EXERCISE:
The entries below should appear again in your reply, word for word.

TASK INPUT:
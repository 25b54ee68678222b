//! Guard against re-issuing an identical request
//!
//! Each request is reduced to a SHA-256 fingerprint of its URL, query
//! parameters and headers. Parameters and headers are sorted first so the
//! fingerprint does not depend on insertion order.

use std::collections::{HashMap, VecDeque};

use log::warn;
use serde_json::Value;
use sha2::{Digest, Sha256};

use crate::constants::DEFAULT_LOOP_HISTORY;
use crate::template::value_to_text;

type Fingerprint = [u8; 32];

/// Generate a deterministic fingerprint for one request.
///
/// Every field is length-prefixed, so no two distinct requests share the
/// same byte stream.
pub fn request_fingerprint<'a, P, H>(url: &str, params: P, headers: H) -> Fingerprint
where
    P: IntoIterator<Item = (&'a String, &'a Value)>,
    H: IntoIterator<Item = (&'a String, &'a Value)>,
{
    let mut hasher = Sha256::new();
    update_field(&mut hasher, url.as_bytes());

    for pairs in [sorted_pairs(params), sorted_pairs(headers)] {
        hasher.update((pairs.len() as u64).to_le_bytes());
        for (k, v) in pairs {
            update_field(&mut hasher, k.as_bytes());
            update_field(&mut hasher, v.as_bytes());
        }
    }

    hasher.finalize().into()
}

fn update_field(hasher: &mut Sha256, bytes: &[u8]) {
    hasher.update((bytes.len() as u64).to_le_bytes());
    hasher.update(bytes);
}

fn sorted_pairs<'a, I>(pairs: I) -> Vec<(&'a str, String)>
where
    I: IntoIterator<Item = (&'a String, &'a Value)>,
{
    let mut sorted: Vec<_> = pairs
        .into_iter()
        .map(|(k, v)| (k.as_str(), value_to_text(v)))
        .collect();
    sorted.sort();
    sorted
}

/// Bounded memory of recent request fingerprints.
///
/// Lookups and insertions are O(1); once `capacity` fingerprints are held
/// the oldest one is forgotten.
#[derive(Debug, Clone)]
pub struct LoopDetector {
    capacity: usize,
    history: VecDeque<Fingerprint>,
    seen: HashMap<Fingerprint, usize>,
}

impl Default for LoopDetector {
    fn default() -> Self {
        Self::new(DEFAULT_LOOP_HISTORY)
    }
}

impl LoopDetector {
    /// Create a detector remembering up to `capacity` requests (at least one).
    pub fn new(capacity: usize) -> Self {
        let capacity = capacity.max(1);
        Self {
            capacity,
            history: VecDeque::with_capacity(capacity),
            seen: HashMap::with_capacity(capacity),
        }
    }

    /// Whether this exact request was already issued within the window.
    ///
    /// A request that is not a repeat is recorded.
    pub fn is_stuck_in_loop<'a, P, H>(&mut self, url: &str, params: P, headers: H) -> bool
    where
        P: IntoIterator<Item = (&'a String, &'a Value)>,
        H: IntoIterator<Item = (&'a String, &'a Value)>,
    {
        let fingerprint = request_fingerprint(url, params, headers);
        if self.seen.contains_key(&fingerprint) {
            warn!("Request to {} repeats an earlier request", url);
            return true;
        }

        if self.history.len() == self.capacity {
            if let Some(oldest) = self.history.pop_front() {
                self.forget(&oldest);
            }
        }
        self.history.push_back(fingerprint);
        *self.seen.entry(fingerprint).or_insert(0) += 1;
        false
    }

    fn forget(&mut self, fingerprint: &Fingerprint) {
        if let Some(count) = self.seen.get_mut(fingerprint) {
            *count -= 1;
            if *count == 0 {
                self.seen.remove(fingerprint);
            }
        }
    }

    /// Forget every recorded request.
    pub fn reset(&mut self) {
        self.history.clear();
        self.seen.clear();
    }

    pub fn len(&self) -> usize {
        self.history.len()
    }

    pub fn is_empty(&self) -> bool {
        self.history.is_empty()
    }

    pub fn capacity(&self) -> usize {
        self.capacity
    }
}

EXPECTED ANSWER:
repository 25b54ee68678222b
//! Guard against re-issuing an identical request
//!
//! Each request is reduced to a SHA-256 fingerprint of its URL, query
//! parameters and headers. Parameters and headers are sorted first so the
//! fingerprint does not depend on insertion order.

use std::collections::{HashMap, VecDeque};

use log::warn;
use serde_json::Value;
use sha2::{Digest, Sha256};

use crate::constants::DEFAULT_LOOP_HISTORY;
use crate::template::value_to_text;

type Fingerprint = [u8; 32];

/// Generate a deterministic fingerprint for one request.
///
/// Every field is length-prefixed, so no two distinct requests share the
/// same byte stream.
pub fn request_fingerprint<'a, P, H>(url: &str, params: P, headers: H) -> Fingerprint
where
    P: IntoIterator<Item = (&'a String, &'a Value)>,
    H: IntoIterator<Item = (&'a String, &'a Value)>,
{
    let mut hasher = Sha256::new();
    update_field(&mut hasher, url.as_bytes());

    for pairs in [sorted_pairs(params), sorted_pairs(headers)] {
        hasher.update((pairs.len() as u64).to_le_bytes());
        for (k, v) in pairs {
            update_field(&mut hasher, k.as_bytes());
            update_field(&mut hasher, v.as_bytes());
        }
    }

    hasher.finalize().into()
}

fn update_field(hasher: &mut Sha256, bytes: &[u8]) {
    hasher.update((bytes.len() as u64).to_le_bytes());
    hasher.update(bytes);
}

fn sorted_pairs<'a, I>(pairs: I) -> Vec<(&'a str, String)>
where
    I: IntoIterator<Item = (&'a String, &'a Value)>,
{
    let mut sorted: Vec<_> = pairs
        .into_iter()
        .map(|(k, v)| (k.as_str(), value_to_text(v)))
        .collect();
    sorted.sort();
    sorted
}

/// Bounded memory of recent request fingerprints.
///
/// Lookups and insertions are O(1); once `capacity` fingerprints are held
/// the oldest one is forgotten.
#[derive(Debug, Clone)]
pub struct LoopDetector {
    capacity: usize,
    history: VecDeque<Fingerprint>,
    seen: HashMap<Fingerprint, usize>,
}

impl Default for LoopDetector {
    fn default() -> Self {
        Self::new(DEFAULT_LOOP_HISTORY)
    }
}

impl LoopDetector {
    /// Create a detector remembering up to `capacity` requests (at least one).
    pub fn new(capacity: usize) -> Self {
        let capacity = capacity.max(1);
        Self {
            capacity,
            history: VecDeque::with_capacity(capacity),
            seen: HashMap::with_capacity(capacity),
        }
    }

    /// Whether this exact request was already issued within the window.
    ///
    /// A request that is not a repeat is recorded.
    pub fn is_stuck_in_loop<'a, P, H>(&mut self, url: &str, params: P, headers: H) -> bool
    where
        P: IntoIterator<Item = (&'a String, &'a Value)>,
        H: IntoIterator<Item = (&'a String, &'a Value)>,
    {
        let fingerprint = request_fingerprint(url, params, headers);
        if self.seen.contains_key(&fingerprint) {
            warn!("Request to {} repeats an earlier request", url);
            return true;
        }

        if self.history.len() == self.capacity {
            if let Some(oldest) = self.history.pop_front() {
                self.forget(&oldest);
            }
        }
        self.history.push_back(fingerprint);
        *self.seen.entry(fingerprint).or_insert(0) += 1;
        false
    }

    fn forget(&mut self, fingerprint: &Fingerprint) {
        if let Some(count) = self.seen.get_mut(fingerprint) {
            *count -= 1;
            if *count == 0 {
                self.seen.remove(fingerprint);
            }
        }
    }

    /// Forget every recorded request.
    pub fn reset(&mut self) {
        self.history.clear();
        self.seen.clear();
    }

    pub fn len(&self) -> usize {
        self.history.len()
    }

    pub fn is_empty(&self) -> bool {
        self.history.is_empty()
    }

    pub fn capacity(&self) -> usize {
        self.capacity
    }
}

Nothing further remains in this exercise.